Royalty and Fee for Technical Services


What is Royalty and Fee for Technical Services

• As Per Income Tax Act 1961.
Royalty means consideration paid for

  • • Transfer rights in respect of/ imparting of any information conserning use of / use of any patent, invention, model, design or trade mark or secret formula or similar property.
  • • Imparting of information concerning technical, industrial, commercial, or scientific knowledge or skill.
  • • Use or right to use any industrial, commercial or scientific equipment.

Fee for Technical Services (FTS)means any consideration for rendering of managerial, technical or consultancy services.

• As per INDO-US Treaty (Double Taxation Avoidance Agreement)
Royalty means consideration for

  • • use of or right to use any copyright of literary, artistic orscientific work including cinematograph or work on ten, tape orother means of reproduction for use in connection it radio ortelevision broadcasting, any patent, trade mark, design ormodel, plan secret formula or process
  • • Use, or right to use, any industrial, commercial or scientific equipment

Fee for Technical Services (FTS)means any consideration for

  • • Technical or consultancy services, including services like making available technical knowledge, experience, skill , know-how

Ruling by ITAT

Income Tax Appellate Tribunal has passed an order on 28-11-2019 ruling that the Income from cloud services (for a Non-resident) is not taxable, neither as royalty nor as Fee for included services under Indo-US DTAA.
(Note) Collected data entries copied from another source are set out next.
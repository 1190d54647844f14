//! Flat C representations of engine events.

use termisu::{Event, KeyCode, TerminalMode};

pub const TS_EVENT_KEY: u8 = 0;
pub const TS_EVENT_MOUSE: u8 = 1;
pub const TS_EVENT_RESIZE: u8 = 2;
pub const TS_EVENT_TICK: u8 = 3;
pub const TS_EVENT_MODE_CHANGE: u8 = 4;
pub const TS_EVENT_FOCUS_GAINED: u8 = 5;
pub const TS_EVENT_FOCUS_LOST: u8 = 6;

// Key code encoding: named keys are small constants, function keys are
// 100 + N, and TS_KEY_CHAR carries the scalar in `key_char`.
pub const TS_KEY_CHAR: u32 = 0;
pub const TS_KEY_ENTER: u32 = 1;
pub const TS_KEY_ESCAPE: u32 = 2;
pub const TS_KEY_BACKSPACE: u32 = 3;
pub const TS_KEY_TAB: u32 = 4;
pub const TS_KEY_UP: u32 = 5;
pub const TS_KEY_DOWN: u32 = 6;
pub const TS_KEY_LEFT: u32 = 7;
pub const TS_KEY_RIGHT: u32 = 8;
pub const TS_KEY_HOME: u32 = 9;
pub const TS_KEY_END: u32 = 10;
pub const TS_KEY_PAGE_UP: u32 = 11;
pub const TS_KEY_PAGE_DOWN: u32 = 12;
pub const TS_KEY_INSERT: u32 = 13;
pub const TS_KEY_DELETE: u32 = 14;
pub const TS_KEY_UNKNOWN: u32 = 15;
pub const TS_KEY_F_BASE: u32 = 100;

/// One event, flattened. `kind` selects which field group is meaningful;
/// unused fields are zeroed. Optional old dimensions use -1 for "absent".
#[repr(C)]
#[derive(Debug, Clone, Copy, Default)]
pub struct TsEvent {
    pub kind: u8,
    // Key
    pub key_code: u32,
    pub key_char: u32,
    pub modifiers: u8,
    // Mouse
    pub mouse_x: i32,
    pub mouse_y: i32,
    pub mouse_button: u8,
    pub mouse_motion: u8,
    // Resize
    pub width: i32,
    pub height: i32,
    pub old_width: i32,
    pub old_height: i32,
    // Tick
    pub elapsed_ms: u64,
    pub delta_ms: u64,
    pub frame: u64,
    // Mode change; `previous_mode` is -1 when unset.
    pub mode: u8,
    pub previous_mode: i8,
}

pub(crate) fn mode_to_c(mode: TerminalMode) -> u8 {
    match mode {
        TerminalMode::Raw => 0,
        TerminalMode::Cooked => 1,
        TerminalMode::Cbreak => 2,
        TerminalMode::Password => 3,
        TerminalMode::SemiRaw => 4,
    }
}

pub(crate) fn mode_from_c(mode: i32) -> Option<TerminalMode> {
    match mode {
        0 => Some(TerminalMode::Raw),
        1 => Some(TerminalMode::Cooked),
        2 => Some(TerminalMode::Cbreak),
        3 => Some(TerminalMode::Password),
        4 => Some(TerminalMode::SemiRaw),
        _ => None,
    }
}

fn key_code_to_c(code: KeyCode) -> (u32, u32) {
    match code {
        KeyCode::Char(c) => (TS_KEY_CHAR, c as u32),
        KeyCode::Enter => (TS_KEY_ENTER, 0),
        KeyCode::Escape => (TS_KEY_ESCAPE, 0),
        KeyCode::Backspace => (TS_KEY_BACKSPACE, 0),
        KeyCode::Tab => (TS_KEY_TAB, 0),
        KeyCode::Up => (TS_KEY_UP, 0),
        KeyCode::Down => (TS_KEY_DOWN, 0),
        KeyCode::Left => (TS_KEY_LEFT, 0),
        KeyCode::Right => (TS_KEY_RIGHT, 0),
        KeyCode::Home => (TS_KEY_HOME, 0),
        KeyCode::End => (TS_KEY_END, 0),
        KeyCode::PageUp => (TS_KEY_PAGE_UP, 0),
        KeyCode::PageDown => (TS_KEY_PAGE_DOWN, 0),
        KeyCode::Insert => (TS_KEY_INSERT, 0),
        KeyCode::Delete => (TS_KEY_DELETE, 0),
        KeyCode::F(n) => (TS_KEY_F_BASE + n as u32, 0),
        KeyCode::Unknown(c) => (TS_KEY_UNKNOWN, c as u32),
    }
}

fn button_to_c(button: termisu::MouseButton) -> u8 {
    use termisu::MouseButton::*;
    match button {
        Left => 0,
        Middle => 1,
        Right => 2,
        Release => 3,
        WheelUp => 4,
        WheelDown => 5,
        WheelLeft => 6,
        WheelRight => 7,
    }
}

pub(crate) fn flatten(event: Event) -> TsEvent {
    let mut out = TsEvent {
        old_width: -1,
        old_height: -1,
        previous_mode: -1,
        ..TsEvent::default()
    };
    match event {
        Event::Key(key) => {
            out.kind = TS_EVENT_KEY;
            let (code, ch) = key_code_to_c(key.code);
            out.key_code = code;
            out.key_char = key.ch.map(|c| c as u32).unwrap_or(ch);
            out.modifiers = key.modifiers.bits();
        }
        Event::Mouse(mouse) => {
            out.kind = TS_EVENT_MOUSE;
            out.mouse_x = mouse.x;
            out.mouse_y = mouse.y;
            out.mouse_button = button_to_c(mouse.button);
            out.mouse_motion = mouse.motion as u8;
            out.modifiers = mouse.modifiers.bits();
        }
        Event::Resize(resize) => {
            out.kind = TS_EVENT_RESIZE;
            out.width = resize.width;
            out.height = resize.height;
            out.old_width = resize.old_width.unwrap_or(-1);
            out.old_height = resize.old_height.unwrap_or(-1);
        }
        Event::Tick(tick) => {
            out.kind = TS_EVENT_TICK;
            out.elapsed_ms = tick.elapsed.as_millis() as u64;
            out.delta_ms = tick.delta.as_millis() as u64;
            out.frame = tick.frame;
        }
        Event::ModeChange(change) => {
            out.kind = TS_EVENT_MODE_CHANGE;
            out.mode = mode_to_c(change.mode);
            out.previous_mode = change
                .previous_mode
                .map(|m| mode_to_c(m) as i8)
                .unwrap_or(-1);
        }
        Event::FocusGained => out.kind = TS_EVENT_FOCUS_GAINED,
        Event::FocusLost => out.kind = TS_EVENT_FOCUS_LOST,
    }
    out
}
Facts and circumstances of Case

  • • Rackspace Inc(Assessee) is an entity incorporated in US, provided cloud hosting services to customers in India.
  • • Assessee has Filed Tax return without payment of tax along with notes stating that income from cloud hosting services is not taxable.
  • • Commissioner of Income Tax (CIT) has selected the case for income escape assessment, stating the said income should be treated as income in form of royalty under Income Tax act.

Appeal by Assessee

  • • Assessee appealed the income should not treated as royalty as per India-US Treaty.
  • • Customers only avail hosting services and do not use, possess or control the equipment for providing the services
  • • Customers were neither provided the Technical or consultancy services, nor including services like making available technical knowledge, experience, skill, know-how.
  • • Hence the income should not be treated as Royalty or Fee for included services.

Final Judgement by ITAT

  • • The agreement between assessee and customer is for providing service and customer doesn’t have any control over the equipment, there is no impart of skills or technical know-how and hence income is out of scope of INDO-US Treaty.
  • • As per Section 90 of Income Tax an assessee can opt for DTAA or the ITA whichever is more feasible for him, hence in this case DTAA will overrule the ITA.
  • • And Assessee has no Permanent establishment in India hence cannot be considered as Business Income and should not be taxed.
  • • ITAT based on the above reasons passed an order on 28th November 2019, stating that income from Cloud services should be not be taxed as royalty or Fee for included services.

Disclaimer:“The information contained herein is only for informational purpose and should not be considered for any particular instance or individual or entity. We have obtained information from publicly available sources, there can be no guarantee that such information is accurate as of the date it is received or it will continue to be accurate in future. No one should act on such information without obtaining professional advice after thorough examination of particular situation.”